> **PROBLEM DETAILS**
Count every line in the entries that holds the word "failures". The reply is that count alone.

> **EXERCISE DATA**
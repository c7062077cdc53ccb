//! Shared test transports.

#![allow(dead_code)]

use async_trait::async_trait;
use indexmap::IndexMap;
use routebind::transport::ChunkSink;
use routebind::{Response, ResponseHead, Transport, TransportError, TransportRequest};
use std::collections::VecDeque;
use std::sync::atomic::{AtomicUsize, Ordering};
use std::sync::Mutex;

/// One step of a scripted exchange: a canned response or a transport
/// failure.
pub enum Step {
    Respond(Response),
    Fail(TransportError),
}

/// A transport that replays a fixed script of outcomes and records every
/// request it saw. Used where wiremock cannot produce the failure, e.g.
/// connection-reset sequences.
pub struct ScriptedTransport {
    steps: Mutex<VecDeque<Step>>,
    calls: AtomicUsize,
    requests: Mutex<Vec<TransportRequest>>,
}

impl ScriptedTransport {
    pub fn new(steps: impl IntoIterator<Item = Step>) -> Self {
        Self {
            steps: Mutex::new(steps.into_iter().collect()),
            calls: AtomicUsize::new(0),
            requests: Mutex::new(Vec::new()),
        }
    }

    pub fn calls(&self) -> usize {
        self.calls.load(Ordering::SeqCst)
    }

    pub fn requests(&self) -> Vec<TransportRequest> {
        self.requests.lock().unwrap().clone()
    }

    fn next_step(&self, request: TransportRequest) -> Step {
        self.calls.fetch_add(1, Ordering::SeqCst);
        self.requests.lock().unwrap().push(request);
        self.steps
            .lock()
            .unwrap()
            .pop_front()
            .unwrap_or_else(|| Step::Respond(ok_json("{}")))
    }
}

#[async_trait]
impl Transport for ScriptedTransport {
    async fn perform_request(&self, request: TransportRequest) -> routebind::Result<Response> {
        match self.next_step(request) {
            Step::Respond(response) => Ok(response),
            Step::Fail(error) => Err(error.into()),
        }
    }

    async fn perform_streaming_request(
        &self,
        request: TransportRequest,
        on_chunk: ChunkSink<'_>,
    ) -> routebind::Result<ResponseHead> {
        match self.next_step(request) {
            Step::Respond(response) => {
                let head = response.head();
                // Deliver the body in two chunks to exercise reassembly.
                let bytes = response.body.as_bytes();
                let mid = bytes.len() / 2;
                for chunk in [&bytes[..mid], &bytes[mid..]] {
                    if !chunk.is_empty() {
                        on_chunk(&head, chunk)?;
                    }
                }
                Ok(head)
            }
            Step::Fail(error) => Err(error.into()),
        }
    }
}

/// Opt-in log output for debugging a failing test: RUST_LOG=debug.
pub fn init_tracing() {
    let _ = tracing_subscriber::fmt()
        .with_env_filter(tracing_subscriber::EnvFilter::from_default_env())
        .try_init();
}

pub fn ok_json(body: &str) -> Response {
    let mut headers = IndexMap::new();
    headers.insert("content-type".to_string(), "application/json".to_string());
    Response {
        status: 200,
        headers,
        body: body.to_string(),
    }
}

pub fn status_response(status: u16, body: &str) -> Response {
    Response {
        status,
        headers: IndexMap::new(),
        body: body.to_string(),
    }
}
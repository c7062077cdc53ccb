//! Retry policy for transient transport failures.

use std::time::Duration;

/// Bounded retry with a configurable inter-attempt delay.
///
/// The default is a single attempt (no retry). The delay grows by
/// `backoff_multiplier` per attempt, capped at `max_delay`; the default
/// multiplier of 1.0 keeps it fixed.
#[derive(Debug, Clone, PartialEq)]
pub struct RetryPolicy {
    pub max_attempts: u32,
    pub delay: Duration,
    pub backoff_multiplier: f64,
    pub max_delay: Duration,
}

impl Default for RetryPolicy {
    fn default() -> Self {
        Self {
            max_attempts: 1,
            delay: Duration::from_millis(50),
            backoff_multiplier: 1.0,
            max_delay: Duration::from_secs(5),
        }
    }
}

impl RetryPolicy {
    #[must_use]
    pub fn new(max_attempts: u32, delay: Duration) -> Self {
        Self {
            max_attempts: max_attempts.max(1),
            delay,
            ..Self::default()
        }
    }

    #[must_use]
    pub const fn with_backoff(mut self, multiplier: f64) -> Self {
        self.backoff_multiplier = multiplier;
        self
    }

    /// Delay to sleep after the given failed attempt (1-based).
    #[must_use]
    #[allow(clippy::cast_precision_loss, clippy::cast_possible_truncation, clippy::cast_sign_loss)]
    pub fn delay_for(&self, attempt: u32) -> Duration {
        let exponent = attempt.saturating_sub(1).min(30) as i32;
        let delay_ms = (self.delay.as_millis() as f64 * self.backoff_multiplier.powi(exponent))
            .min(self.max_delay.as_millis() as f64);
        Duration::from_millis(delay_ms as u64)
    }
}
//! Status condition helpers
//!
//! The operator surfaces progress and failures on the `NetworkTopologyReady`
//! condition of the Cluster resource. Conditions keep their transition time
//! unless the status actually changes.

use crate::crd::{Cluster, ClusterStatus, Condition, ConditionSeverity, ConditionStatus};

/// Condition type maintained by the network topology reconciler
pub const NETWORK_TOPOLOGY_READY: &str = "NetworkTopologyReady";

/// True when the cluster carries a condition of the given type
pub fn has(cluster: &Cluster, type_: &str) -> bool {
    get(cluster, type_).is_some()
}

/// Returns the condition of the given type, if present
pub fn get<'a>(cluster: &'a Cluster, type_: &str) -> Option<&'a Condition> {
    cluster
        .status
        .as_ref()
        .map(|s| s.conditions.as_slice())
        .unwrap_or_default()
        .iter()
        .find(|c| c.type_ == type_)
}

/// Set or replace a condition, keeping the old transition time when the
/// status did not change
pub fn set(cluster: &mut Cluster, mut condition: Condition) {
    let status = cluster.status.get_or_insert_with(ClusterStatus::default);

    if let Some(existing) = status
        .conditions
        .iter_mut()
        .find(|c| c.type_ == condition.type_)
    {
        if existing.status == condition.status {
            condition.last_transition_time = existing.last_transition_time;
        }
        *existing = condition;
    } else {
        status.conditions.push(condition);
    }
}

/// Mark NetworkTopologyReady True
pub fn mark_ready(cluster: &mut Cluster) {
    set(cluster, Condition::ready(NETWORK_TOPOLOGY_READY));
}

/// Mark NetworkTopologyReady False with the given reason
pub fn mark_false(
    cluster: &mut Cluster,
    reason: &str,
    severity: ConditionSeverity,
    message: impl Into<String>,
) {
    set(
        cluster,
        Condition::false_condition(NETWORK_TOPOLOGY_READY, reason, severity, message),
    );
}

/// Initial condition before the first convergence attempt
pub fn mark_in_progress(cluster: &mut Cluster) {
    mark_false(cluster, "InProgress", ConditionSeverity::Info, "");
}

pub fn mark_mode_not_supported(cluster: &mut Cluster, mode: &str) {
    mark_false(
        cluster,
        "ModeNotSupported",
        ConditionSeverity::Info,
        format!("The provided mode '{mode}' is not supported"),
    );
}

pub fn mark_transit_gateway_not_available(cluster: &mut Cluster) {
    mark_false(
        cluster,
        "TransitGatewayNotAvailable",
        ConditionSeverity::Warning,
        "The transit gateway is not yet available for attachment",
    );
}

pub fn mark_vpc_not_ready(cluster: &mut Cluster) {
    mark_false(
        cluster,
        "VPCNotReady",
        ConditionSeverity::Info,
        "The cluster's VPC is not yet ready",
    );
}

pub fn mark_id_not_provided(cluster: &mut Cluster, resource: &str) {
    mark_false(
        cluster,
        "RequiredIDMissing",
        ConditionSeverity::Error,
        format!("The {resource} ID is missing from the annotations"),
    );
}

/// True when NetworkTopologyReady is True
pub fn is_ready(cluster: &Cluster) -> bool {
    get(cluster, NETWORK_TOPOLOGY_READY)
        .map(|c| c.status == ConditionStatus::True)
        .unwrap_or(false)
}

> **SOLUTION TO THE PROBLEM**
2